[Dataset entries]

####################

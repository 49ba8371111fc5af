//! The game-logic seam — the extension point game developers implement.
//!
//! The room knows nothing about any game's rules. At session start it
//! asks a [`GameLogicFactory`] for a fresh [`GameLogic`] instance,
//! handing it the roster snapshot, the opaque settings value, and a
//! [`GameContext`] carrying the three primitives a game may use:
//! broadcast to everyone, send to one participant, end the session.

use quorum_protocol::{Player, PlayerId};
use serde_json::Value;
use tokio::sync::mpsc;

use crate::room::RoomCommand;

/// A bound game-logic unit, living for exactly one session.
///
/// The room calls [`events`](Self::events) once at bind time to build
/// the subscription table, [`start_game`](Self::start_game) once after
/// every subscription is in place, and
/// [`handle_event`](Self::handle_event) for each inbound event a
/// participant sends under one of the declared names. All calls happen
/// on the room actor, one at a time — implementations need no internal
/// locking.
pub trait GameLogic: Send + 'static {
    /// The inbound event names this game listens for. Read once at bind
    /// time; changing the returned set later has no effect.
    fn events(&self) -> Vec<String>;

    /// Called once, after the roster snapshot is subscribed. The usual
    /// place to broadcast an initial state to everyone.
    fn start_game(&mut self);

    /// Called with `(event, sender, payload)` for every subscribed
    /// inbound event. `event` is always one of [`events`](Self::events).
    fn handle_event(&mut self, event: &str, sender: PlayerId, data: Value);
}

/// Builds a fresh [`GameLogic`] instance per session.
///
/// Invoked exactly once per session start — never cached, so no state
/// can leak from one game into the next. Construction must have no
/// side effects beyond returning the instance. An implementation that
/// wants disk-fresh settings can reload them here; the room passes its
/// configured settings value through unmodified.
///
/// Errors are reported as strings: a failed build is a fatal
/// configuration problem surfaced in the server log, not a condition
/// the game can recover from.
pub trait GameLogicFactory: Send + 'static {
    /// The game type this factory builds.
    type Logic: GameLogic;

    /// Constructs the game for one session.
    fn build(
        &self,
        ctx: GameContext,
        players: Vec<Player>,
        settings: Value,
    ) -> Result<Self::Logic, String>;
}

/// Messaging primitives handed to the game logic at construction.
///
/// Cheap to clone; all methods enqueue work on the room's mailbox, so
/// they can be called from inside a handler without re-entering the
/// room. Effects are applied in call order, after the currently running
/// unit of work completes.
#[derive(Clone)]
pub struct GameContext {
    commands: mpsc::UnboundedSender<RoomCommand>,
}

impl GameContext {
    pub(crate) fn new(commands: mpsc::UnboundedSender<RoomCommand>) -> Self {
        Self { commands }
    }

    /// Delivers `data` under `event` to every rostered participant.
    ///
    /// Each participant's channel preserves send order; no ordering is
    /// guaranteed across participants.
    pub fn broadcast(&self, event: impl Into<String>, data: Value) {
        let _ = self.commands.send(RoomCommand::Broadcast {
            event: event.into(),
            data,
        });
    }

    /// Delivers `data` under `event` to exactly one participant.
    ///
    /// A direct message racing a disconnect is dropped and logged, not
    /// an error.
    pub fn send_to(&self, player: PlayerId, event: impl Into<String>, data: Value) {
        let _ = self.commands.send(RoomCommand::Direct {
            player,
            event: event.into(),
            data,
        });
    }

    /// Ends the session: every participant channel is closed, the
    /// roster cleared, and the room returns to the lobby.
    pub fn end_session(&self) {
        let _ = self.commands.send(RoomCommand::EndSession);
    }
}
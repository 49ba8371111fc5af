//! # Quorum
//!
//! A single-room game lobby server: admits a fixed number of WebSocket
//! participants, assigns each a pseudonym from a configured pool, binds
//! an externally supplied game once the room fills, routes named events
//! between participants and the game, and resets to an empty lobby when
//! the game ends or a participant drops.
//!
//! Game developers implement [`GameLogic`] and [`GameLogicFactory`]
//! (from `quorum-room`); this crate supplies the server loop that wires
//! the transport, protocol, and room layers together.
//!
//! ## Quick Start
//!
//! ```rust,no_run
//! use quorum::prelude::*;
//!
//! # struct MyFactory;
//! # struct MyGame;
//! # impl GameLogic for MyGame {
//! #     fn events(&self) -> Vec<String> { vec![] }
//! #     fn start_game(&mut self) {}
//! #     fn handle_event(&mut self, _: &str, _: PlayerId, _: serde_json::Value) {}
//! # }
//! # impl GameLogicFactory for MyFactory {
//! #     type Logic = MyGame;
//! #     fn build(&self, _: GameContext, _: Vec<Player>, _: serde_json::Value)
//! #         -> Result<MyGame, String> { Ok(MyGame) }
//! # }
//! #[tokio::main]
//! async fn main() -> Result<(), LobbyError> {
//!     let server = LobbyServerBuilder::new()
//!         .bind("0.0.0.0:8080")
//!         .room_config(RoomConfig::default())
//!         .build(MyFactory)
//!         .await?;
//!     server.run().await
//! }
//! ```

mod error;
mod handler;
mod logging;
mod server;

pub use error::LobbyError;
pub use logging::init_logging;
pub use server::{LobbyServer, LobbyServerBuilder};

/// The names most servers and games need, in one import.
pub mod prelude {
    pub use crate::{init_logging, LobbyError, LobbyServer, LobbyServerBuilder};
    pub use quorum_protocol::{
        system, Codec, Envelope, JsonCodec, Player, PlayerId, Rejected, RejectReason, Welcome,
    };
    pub use quorum_room::{
        GameContext, GameLogic, GameLogicFactory, Phase, RoomConfig, RoomError, RoomHandle,
        RoomInfo,
    };
}
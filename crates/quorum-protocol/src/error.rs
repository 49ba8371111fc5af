//! Error types for the protocol layer.

/// Errors that can occur while encoding or decoding wire messages.
#[derive(Debug, thiserror::Error)]
pub enum ProtocolError {
    /// Serialization failed (turning a Rust type into bytes).
    #[error("encode failed: {0}")]
    Encode(serde_json::Error),

    /// Deserialization failed. Common causes: malformed JSON, missing
    /// required fields, truncated frames.
    #[error("decode failed: {0}")]
    Decode(serde_json::Error),

    /// The message parsed but violates protocol rules — e.g. a game
    /// event using a reserved lobby event name.
    #[error("invalid message: {0}")]
    InvalidMessage(String),
}
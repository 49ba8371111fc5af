//! Codec trait and implementations for serializing messages.
//!
//! A codec converts between Rust types and raw bytes. The rest of the
//! stack doesn't care HOW messages are serialized — it just needs
//! something that implements [`Codec`], so a binary codec can be swapped
//! in later without touching the transport or room layers.

use serde::{de::DeserializeOwned, Serialize};

use crate::ProtocolError;

/// Encodes Rust types to bytes and decodes bytes back.
///
/// `Send + Sync + 'static` because a codec is shared across connection
/// handler tasks for the lifetime of the server.
pub trait Codec: Send + Sync + 'static {
    /// Serializes a value into bytes.
    ///
    /// # Errors
    /// Returns [`ProtocolError::Encode`] if serialization fails.
    fn encode<T: Serialize>(&self, value: &T) -> Result<Vec<u8>, ProtocolError>;

    /// Deserializes bytes back into a value.
    ///
    /// # Errors
    /// Returns [`ProtocolError::Decode`] if the bytes are malformed or
    /// don't match the expected shape.
    fn decode<T: DeserializeOwned>(&self, data: &[u8]) -> Result<T, ProtocolError>;
}

/// A [`Codec`] that uses JSON via `serde_json`.
///
/// Human-readable, so messages can be inspected in browser DevTools and
/// logs. The tradeoff is size; a production deployment can swap in a
/// binary codec behind the same trait.
///
/// ## Example
///
/// ```rust
/// use quorum_protocol::{Codec, Envelope, JsonCodec};
/// use serde_json::json;
///
/// let codec = JsonCodec;
/// let envelope = Envelope::new("click", json!({ "times": 1 }));
///
/// let bytes = codec.encode(&envelope).unwrap();
/// let decoded: Envelope = codec.decode(&bytes).unwrap();
/// assert_eq!(envelope, decoded);
/// ```
#[derive(Debug, Clone, Copy, Default)]
pub struct JsonCodec;

impl Codec for JsonCodec {
    fn encode<T: Serialize>(&self, value: &T) -> Result<Vec<u8>, ProtocolError> {
        serde_json::to_vec(value).map_err(ProtocolError::Encode)
    }

    fn decode<T: DeserializeOwned>(&self, data: &[u8]) -> Result<T, ProtocolError> {
        serde_json::from_slice(data).map_err(ProtocolError::Decode)
    }
}
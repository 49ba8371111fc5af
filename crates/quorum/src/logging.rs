//! Logging setup.

use tracing_subscriber::EnvFilter;

/// Initializes tracing with an env-filterable formatter.
///
/// `RUST_LOG` takes precedence; `default_filter` (e.g. `"info"` or
/// `"quorum=debug"`) applies when it is unset. Call once at startup;
/// a second call is ignored so tests can share a process.
pub fn init_logging(default_filter: &str) {
    let filter = EnvFilter::try_from_default_env()
        .unwrap_or_else(|_| EnvFilter::new(default_filter));

    let _ = tracing_subscriber::fmt()
        .with_env_filter(filter)
        .try_init();
}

####################

## What is required:
Find "the currently running" in the entries above and copy that whole line exactly, then each line after it through the line that contains "exactly one participant.".

## Answer for the task:
/// room. Effects are applied in call order, after the currently running
/// unit of work completes.
#[derive(Clone)]
pub struct GameContext {
    commands: mpsc::UnboundedSender<RoomCommand>,
}

impl GameContext {
    pub(crate) fn new(commands: mpsc::UnboundedSender<RoomCommand>) -> Self {
        Self { commands }
    }

    /// Delivers `data` under `event` to every rostered participant.
    ///
    /// Each participant's channel preserves send order; no ordering is
    /// guaranteed across participants.
    pub fn broadcast(&self, event: impl Into<String>, data: Value) {
        let _ = self.commands.send(RoomCommand::Broadcast {
            event: event.into(),
            data,
        });
    }

    /// Delivers `data` under `event` to exactly one participant.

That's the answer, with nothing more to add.